*ASSIGNMENT*:
Your answer must be every line of the data that contains "core".

Stored data entries
# # #

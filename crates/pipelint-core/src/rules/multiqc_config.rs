//! MultiQC config validation
//!
//! Checks `assets/multiqc_config.yml` for:
//! - section ordering of the software versions and workflow summary plugins
//! - the standard `report_comment` (can be ignored as `report_comment`)
//! - `export_plots: true`

use crate::{
    context::LintContext,
    diagnostics::LintResult,
    parsers::yaml::parse_yaml_file,
    rules::LintCheck,
    schemas::multiqc::{FieldError, MultiqcConfig},
};
use std::error::Error as _;
use thiserror::Error;

pub const CHECK_NAME: &str = "multiqc_config";

/// Config location relative to the workflow root
pub const CONFIG_PATH: &str = "assets/multiqc_config.yml";

/// Ignore-list entry that skips the comment check
pub const REPORT_COMMENT: &str = "report_comment";

const SOFTWARE_VERSIONS: &str = "software_versions";

/// First ordering requirement a config breaks
#[derive(Debug, Clone, PartialEq, Eq, Error)]
pub enum OrderingViolation {
    #[error("'report_section_order' missing")]
    MissingSectionOrder,

    #[error("Section {0} missing in report_section_order")]
    MissingSection(String),

    #[error("Section {0} 'order' missing. Must be < 0")]
    MissingOrder(String),

    #[error("Section {0} 'order' must be < 0")]
    NonNegativeOrder(String),

    #[error("Section {0} should have the lowest order")]
    NotLowest(String),

    #[error("Section software_versions should have the second lowest order")]
    NotSecondLowest,

    #[error(transparent)]
    Structure(#[from] FieldError),
}

/// Name of the workflow summary section MultiQC renders for a pipeline
pub fn summary_plugin_name(ctx: &LintContext) -> String {
    format!("{}-{}-summary", ctx.pipeline_prefix, ctx.pipeline_name)
}

/// The `report_comment` every pipeline is expected to carry
pub fn expected_report_comment(pipeline_name: &str) -> String {
    format!(
        "This report has been generated by the <a href=\"https://github.com/nf-core/{name}\" \
         target=\"_blank\">nf-core/{name}</a> analysis pipeline. For information about how to \
         interpret these results, please see the <a href=\"https://nf-co.re/{name}\" \
         target=\"_blank\">documentation</a>.",
        name = pipeline_name
    )
}

/// Check that the summary and software versions sections come first.
///
/// Stops at the first violated requirement.
pub fn check_section_order(
    config: &MultiqcConfig,
    summary_plugin: &str,
) -> Result<(), OrderingViolation> {
    let sections = config
        .report_section_order()?
        .ok_or(OrderingViolation::MissingSectionOrder)?;

    for plugin in [SOFTWARE_VERSIONS, summary_plugin] {
        let entry = sections
            .entry(plugin)
            .ok_or_else(|| OrderingViolation::MissingSection(plugin.to_string()))?;
        let order = entry
            .order()?
            .ok_or_else(|| OrderingViolation::MissingOrder(plugin.to_string()))?;
        if order >= 0.0 {
            return Err(OrderingViolation::NonNegativeOrder(plugin.to_string()));
        }
    }

    // Orders of every section, not just the required two
    let orders = sections.orders()?;
    let summary_order = order_of(&orders, summary_plugin)?;
    let versions_order = order_of(&orders, SOFTWARE_VERSIONS)?;
    let others: Vec<f64> = orders
        .iter()
        .filter(|(name, _)| *name != summary_plugin)
        .map(|(_, order)| *order)
        .collect();

    if others.iter().any(|&order| order <= summary_order) {
        return Err(OrderingViolation::NotLowest(summary_plugin.to_string()));
    }
    if others.iter().any(|&order| order < versions_order) {
        return Err(OrderingViolation::NotSecondLowest);
    }

    Ok(())
}

fn order_of(orders: &[(&str, f64)], plugin: &str) -> Result<f64, OrderingViolation> {
    orders
        .iter()
        .find(|(name, _)| *name == plugin)
        .map(|(_, order)| *order)
        .ok_or_else(|| OrderingViolation::MissingOrder(plugin.to_string()))
}

fn report_comment_matches(config: &MultiqcConfig, pipeline_name: &str) -> bool {
    config
        .report_comment()
        .is_ok_and(|comment| comment.trim() == expected_report_comment(pipeline_name))
}

pub struct MultiqcConfigCheck;

impl LintCheck for MultiqcConfigCheck {
    fn name(&self) -> &'static str {
        CHECK_NAME
    }

    fn description(&self) -> &'static str {
        "MultiQC config orders the required sections first, carries the standard report comment and exports plots"
    }

    fn run(&self, ctx: &LintContext) -> LintResult {
        let path = ctx.wf_path.join(CONFIG_PATH);

        if !path.is_file() {
            tracing::debug!(path = %path.display(), "multiqc config not found");
            return LintResult::ignored(format!("'{}' not found", CONFIG_PATH));
        }

        let config = match parse_yaml_file(&path) {
            Ok(document) => MultiqcConfig::new(document),
            Err(e) => {
                let cause = e.source().map_or_else(|| e.to_string(), |s| s.to_string());
                return LintResult::failed(format!(
                    "Could not parse yaml file: {}, {}",
                    path.display(),
                    cause
                ));
            }
        };

        let mut result = LintResult::default();

        let summary_plugin = summary_plugin_name(ctx);
        match check_section_order(&config, &summary_plugin) {
            Ok(()) => result.pass(format!(
                "'{}' follows the ordering scheme of the minimally required plugins.",
                CONFIG_PATH
            )),
            Err(violation) => {
                tracing::debug!(%violation, "section ordering check failed");
                result.fail(format!(
                    "'{}' does not meet requirements: {}",
                    CONFIG_PATH, violation
                ));
            }
        }

        if ctx.ignored_items(CHECK_NAME).contains(REPORT_COMMENT) {
            tracing::debug!("report_comment check ignored by lint config");
        } else if report_comment_matches(&config, &ctx.pipeline_name) {
            result.pass(format!(
                "'{}' contains a matching 'report_comment'.",
                CONFIG_PATH
            ));
        } else {
            result.fail(format!(
                "'{}' does not contain a matching 'report_comment'.",
                CONFIG_PATH
            ));
        }

        if config.export_plots().unwrap_or(false) {
            result.pass(format!("'{}' contains 'export_plots: true'.", CONFIG_PATH));
        } else {
            result.fail(format!(
                "'{}' does not contain 'export_plots: true'.",
                CONFIG_PATH
            ));
        }

        result
    }
}
//! File parsers for pipeline config formats

pub mod yaml;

# # #

*WRITTEN ANSWER*:
filename crates/pipelint-core/src/rules/multiqc_config.rs
        "This report has been generated by the <a href=\"https://github.com/nf-core/{name}\" \
         target=\"_blank\">nf-core/{name}</a> analysis pipeline. For information about how to \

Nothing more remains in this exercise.